Creamy cheeses, such as Brie, Camembert, and triple-cream varieties, offer a lush and buttery texture that calls for wines with enough acidity to cut through the richness.

Suggested pairings:

  • Chardonnay: An oaked Chardonnay, with its buttery and vanilla notes, complements the creaminess of Brie and Camembert, while its acidity keeps the palate refreshed. Kongsgaard’s Napa Valley Chardonnay shows beautiful intensity and masterful use of oak would compliment a good Camembert with grace.

  • Champagne: The high acidity and effervescence of Champagne create a delightful contrast to the creamy texture of these cheeses, making each bite and sip feel balanced and refreshing while revealing the hidden nuances of each. The ideal combination would surely be Chaource, a rich and super-soft cheese from the Champagne region, with a naturally drier style of Champagne such as Krug.

Fresh cheeses

Fresh cheeses, like Mozzarella, Ricotta, and Feta, have a delicate flavor profile that pairs best with light and crisp wines. These cheeses are often mild, making them versatile in pairings.

Suggested pairings:

  • Sauvignon Blanc: Known for its zesty acidity and herbaceous notes, Sauvignon Blanc enhances the freshness of cheeses like Mozzarella and Feta, highlighting their subtle flavors. To add another level of mineral complexity, why not pair a fresh cheese with Didier Dagueneau’s Silex?

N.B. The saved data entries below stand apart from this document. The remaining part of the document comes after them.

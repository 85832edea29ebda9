//! Venue catalog repository: blocks, rooms and seat grids.
//!
//! Uses prepared statements and transactions for data integrity.

use chrono::Utc;
use sqlx::{Row, SqlitePool};

use crate::errors::AppError;
use crate::models::{Block, Room, Seat};

/// Repository for the Block -> Room -> Seat hierarchy.
#[derive(Clone)]
pub struct CatalogRepository {
    pool: SqlitePool,
}

impl CatalogRepository {
    pub fn new(pool: SqlitePool) -> Self {
        Self { pool }
    }

    // ==================== BLOCK OPERATIONS ====================

    /// Create a new block with the next global display order.
    ///
    /// The city comes from configuration; the deployment supports one city.
    pub async fn create_block(&self, name: &str, city: &str) -> Result<Block, AppError> {
        let id = uuid::Uuid::new_v4().to_string();
        let now = Utc::now().to_rfc3339();

        let row = sqlx::query("SELECT COALESCE(MAX(display_order), 0) AS max_order FROM blocks")
            .fetch_one(&self.pool)
            .await?;
        let display_order: i64 = row.get::<i64, _>("max_order") + 1;

        sqlx::query(
            "INSERT INTO blocks (id, name, city, display_order, is_active, created_at) VALUES (?, ?, ?, ?, 1, ?)"
        )
        .bind(&id)
        .bind(name)
        .bind(city)
        .bind(display_order)
        .bind(&now)
        .execute(&self.pool)
        .await?;

        Ok(Block {
            id,
            name: name.to_string(),
            city: city.to_string(),
            display_order,
            is_active: true,
            created_at: now,
        })
    }

    /// List active blocks in display order.
    pub async fn list_blocks(&self) -> Result<Vec<Block>, AppError> {
        let rows = sqlx::query(
            "SELECT id, name, city, display_order, is_active, created_at FROM blocks WHERE is_active = 1 ORDER BY display_order"
        )
        .fetch_all(&self.pool)
        .await?;

        Ok(rows.iter().map(block_from_row).collect())
    }

    // ==================== ROOM OPERATIONS ====================

    /// Create a new room with the next display order scoped to its block.
    pub async fn create_room(&self, block_id: &str, name: &str) -> Result<Room, AppError> {
        let block = sqlx::query("SELECT id FROM blocks WHERE id = ? AND is_active = 1")
            .bind(block_id)
            .fetch_optional(&self.pool)
            .await?;
        if block.is_none() {
            return Err(AppError::NotFound(format!("Block {} not found", block_id)));
        }

        let id = uuid::Uuid::new_v4().to_string();
        let now = Utc::now().to_rfc3339();

        let row = sqlx::query(
            "SELECT COALESCE(MAX(display_order), 0) AS max_order FROM rooms WHERE block_id = ?",
        )
        .bind(block_id)
        .fetch_one(&self.pool)
        .await?;
        let display_order: i64 = row.get::<i64, _>("max_order") + 1;

        sqlx::query(
            "INSERT INTO rooms (id, block_id, name, capacity, current_occupancy, display_order, is_active, created_at) VALUES (?, ?, ?, 0, 0, ?, 1, ?)"
        )
        .bind(&id)
        .bind(block_id)
        .bind(name)
        .bind(display_order)
        .bind(&now)
        .execute(&self.pool)
        .await?;

        Ok(Room {
            id,
            block_id: block_id.to_string(),
            name: name.to_string(),
            capacity: 0,
            current_occupancy: 0,
            display_order,
            is_active: true,
            created_at: now,
        })
    }

    /// List a block's active rooms in display order.
    pub async fn list_rooms(&self, block_id: &str) -> Result<Vec<Room>, AppError> {
        let rows = sqlx::query(
            "SELECT id, block_id, name, capacity, current_occupancy, display_order, is_active, created_at FROM rooms WHERE block_id = ? AND is_active = 1 ORDER BY display_order"
        )
        .bind(block_id)
        .fetch_all(&self.pool)
        .await?;

        Ok(rows.iter().map(room_from_row).collect())
    }

    // ==================== SEAT OPERATIONS ====================

    /// Regenerate a room's seat grid.
    ///
    /// Replaces all existing seats in the room unconditionally and sets the
    /// room capacity to `rows * cols`. Seats are labeled row-letter plus
    /// 1-based column ("A1" ... "C4"); rows past 26 fall back to a "RowN"
    /// prefix. All new seats start available, active and without a size
    /// preference.
    pub async fn generate_seat_grid(
        &self,
        room_id: &str,
        rows: i64,
        cols: i64,
    ) -> Result<Vec<Seat>, AppError> {
        let mut tx = self.pool.begin().await?;

        let room = sqlx::query("SELECT id FROM rooms WHERE id = ? AND is_active = 1")
            .bind(room_id)
            .fetch_optional(&mut *tx)
            .await?;
        if room.is_none() {
            return Err(AppError::NotFound(format!("Room {} not found", room_id)));
        }

        sqlx::query("DELETE FROM seats WHERE room_id = ?")
            .bind(room_id)
            .execute(&mut *tx)
            .await?;

        let mut seats = Vec::with_capacity((rows * cols) as usize);
        for row_number in 1..=rows {
            for column_number in 1..=cols {
                let id = uuid::Uuid::new_v4().to_string();
                let seat_label = format!("{}{}", row_prefix(row_number), column_number);

                sqlx::query(
                    "INSERT INTO seats (id, room_id, row_number, column_number, seat_label, team_size_preference, is_available, is_active) VALUES (?, ?, ?, ?, ?, NULL, 1, 1)"
                )
                .bind(&id)
                .bind(room_id)
                .bind(row_number)
                .bind(column_number)
                .bind(&seat_label)
                .execute(&mut *tx)
                .await?;

                seats.push(Seat {
                    id,
                    room_id: room_id.to_string(),
                    row_number,
                    column_number,
                    seat_label,
                    team_size_preference: None,
                    is_available: true,
                    is_active: true,
                });
            }
        }

        sqlx::query("UPDATE rooms SET capacity = ? WHERE id = ?")
            .bind(rows * cols)
            .bind(room_id)
            .execute(&mut *tx)
            .await?;

        tx.commit().await?;

        Ok(seats)
    }

    /// Bulk-tag seats with a preferred team size, or clear the tag with `None`.
    ///
    /// Returns the number of seats updated.
    pub async fn set_seat_size_preference(
        &self,
        seat_ids: &[String],
        team_size: Option<i64>,
    ) -> Result<u64, AppError> {
        if seat_ids.is_empty() {
            return Ok(0);
        }

        let placeholders = vec!["?"; seat_ids.len()].join(", ");
        let sql = format!(
            "UPDATE seats SET team_size_preference = ? WHERE id IN ({})",
            placeholders
        );

        let mut query = sqlx::query(&sql).bind(team_size);
        for seat_id in seat_ids {
            query = query.bind(seat_id);
        }

        let result = query.execute(&self.pool).await?;
        Ok(result.rows_affected())
    }

    /// List a room's active seats in grid order (row, then column).
    pub async fn list_seats(&self, room_id: &str) -> Result<Vec<Seat>, AppError> {
        let rows = sqlx::query(
            "SELECT id, room_id, row_number, column_number, seat_label, team_size_preference, is_available, is_active FROM seats WHERE room_id = ? AND is_active = 1 ORDER BY row_number, column_number"
        )
        .bind(room_id)
        .fetch_all(&self.pool)
        .await?;

        Ok(rows.iter().map(seat_from_row).collect())
    }
}

/// Row label prefix: "A".."Z" for the first 26 rows, "RowN" beyond.
fn row_prefix(row_number: i64) -> String {
    if (1..=26).contains(&row_number) {
        let letter = (b'A' + (row_number - 1) as u8) as char;
        letter.to_string()
    } else {
        format!("Row{}", row_number)
    }
}

// Helper functions for row conversion

fn block_from_row(row: &sqlx::sqlite::SqliteRow) -> Block {
    let is_active: i64 = row.get("is_active");
    Block {
        id: row.get("id"),
        name: row.get("name"),
        city: row.get("city"),
        display_order: row.get("display_order"),
        is_active: is_active != 0,
        created_at: row.get("created_at"),
    }
}

fn room_from_row(row: &sqlx::sqlite::SqliteRow) -> Room {
    let is_active: i64 = row.get("is_active");
    Room {
        id: row.get("id"),
        block_id: row.get("block_id"),
        name: row.get("name"),
        capacity: row.get("capacity"),
        current_occupancy: row.get("current_occupancy"),
        display_order: row.get("display_order"),
        is_active: is_active != 0,
        created_at: row.get("created_at"),
    }
}

fn seat_from_row(row: &sqlx::sqlite::SqliteRow) -> Seat {
    let is_available: i64 = row.get("is_available");
    let is_active: i64 = row.get("is_active");
    Seat {
        id: row.get("id"),
        room_id: row.get("room_id"),
        row_number: row.get("row_number"),
        column_number: row.get("column_number"),
        seat_label: row.get("seat_label"),
        team_size_preference: row.get("team_size_preference"),
        is_available: is_available != 0,
        is_active: is_active != 0,
    }
}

  • Chablis: A crisp, dry and mineral-driven Chablis like Raveneau's Montée de Tonnerre pairs beautifully with a tangy Feta cheese for a refreshingly mediterranean combination.

Hard cheeses

Hard cheeses, such as Manchego, Pecorino, and Asiago, have a firm texture and concentrated flavors that require wines with strong character and complexity.

Suggested pairings:

  • Chianti: The bright acidity and cherry notes of a Chianti like Fontodi’s Chianti Riserva Vigna del Sorbo complement the nutty and salty flavors of hard cheeses like Pecorino and Asiago, creating a balanced pairing.

  • Rioja: With its rich fruit flavors and subtle oak influence, a well-aged Rioja pairs beautifully with Manchego, enhancing its nutty and slightly sweet profile. Rioja Alta’s beautifully long-aged Gran Reserva 890 would be the perfect combination. To add yet another dimension, drizzle honey and scattered rosemary over the Manchego.

The art of pairing wine with cheese lies in balancing flavors and textures to create a harmonious experience. By understanding the characteristics of both the cheese and the wine, you can elevate your tasting experiences and discover new dimensions of enjoyment. Whether you prefer the boldness of strong cheeses with a full-bodied red or the delicate freshness of light cheeses with a crisp white, there is a perfect pairing waiting to be savored. Explore, taste, and enjoy the delightful symphony of fine wine and cheese.